Please start at the first line of the records beneath and quote each line exactly, ending with the line containing "computed up front".

(Collected data entries)
Content starts

//! Ingestion options.

use serde::{Deserialize, Serialize};

use crate::simplify::DEFAULT_TOLERANCE_KM;

/// Switches for the post-decode pipeline.
#[derive(Debug, Clone, PartialEq, Serialize, Deserialize)]
#[serde(default)]
pub struct IngestConfig {
    /// Run polyline simplification after decoding.
    pub simplify: bool,

    /// Simplification tolerance in kilometers.
    pub simplify_tolerance: f64,

    /// Replace recorded elevations with values from an elevation provider.
    pub fix_elevation: bool,

    /// Name the activity from its distance and time of day.
    pub generate_name: bool,

    /// Target distances (km) whose fastest interval is computed up front
    /// and included in the exported record.
    pub fastest_distances: Vec<f64>,
}

impl Default for IngestConfig {
    fn default() -> Self {
        Self {
            simplify: true,
            simplify_tolerance: DEFAULT_TOLERANCE_KM,
            fix_elevation: false,
            generate_name: false,
            fastest_distances: Vec::new(),
        }
    }
}

impl IngestConfig {
    /// Read a JSON config file. Missing fields keep their defaults.
    pub fn from_json(bytes: &[u8]) -> serde_json::Result<Self> {
        serde_json::from_slice(bytes)
    }

    /// Fastest-interval targets with duplicates and non-finite values removed.
    pub fn fastest_targets(&self) -> Vec<f64> {
        let mut targets: Vec<f64> = self
            .fastest_distances
            .iter()
            .copied()
            .filter(|d| d.is_finite() && *d >= 0.0)
            .collect();
        targets.sort_by(f64::total_cmp);
        targets.dedup();
        targets
    }
}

Content ends

# Answer space:
//! Ingestion options.

use serde::{Deserialize, Serialize};

use crate::simplify::DEFAULT_TOLERANCE_KM;

/// Switches for the post-decode pipeline.
#[derive(Debug, Clone, PartialEq, Serialize, Deserialize)]
#[serde(default)]
pub struct IngestConfig {
    /// Run polyline simplification after decoding.
    pub simplify: bool,

    /// Simplification tolerance in kilometers.
    pub simplify_tolerance: f64,

    /// Replace recorded elevations with values from an elevation provider.
    pub fix_elevation: bool,

    /// Name the activity from its distance and time of day.
    pub generate_name: bool,

    /// Target distances (km) whose fastest interval is computed up front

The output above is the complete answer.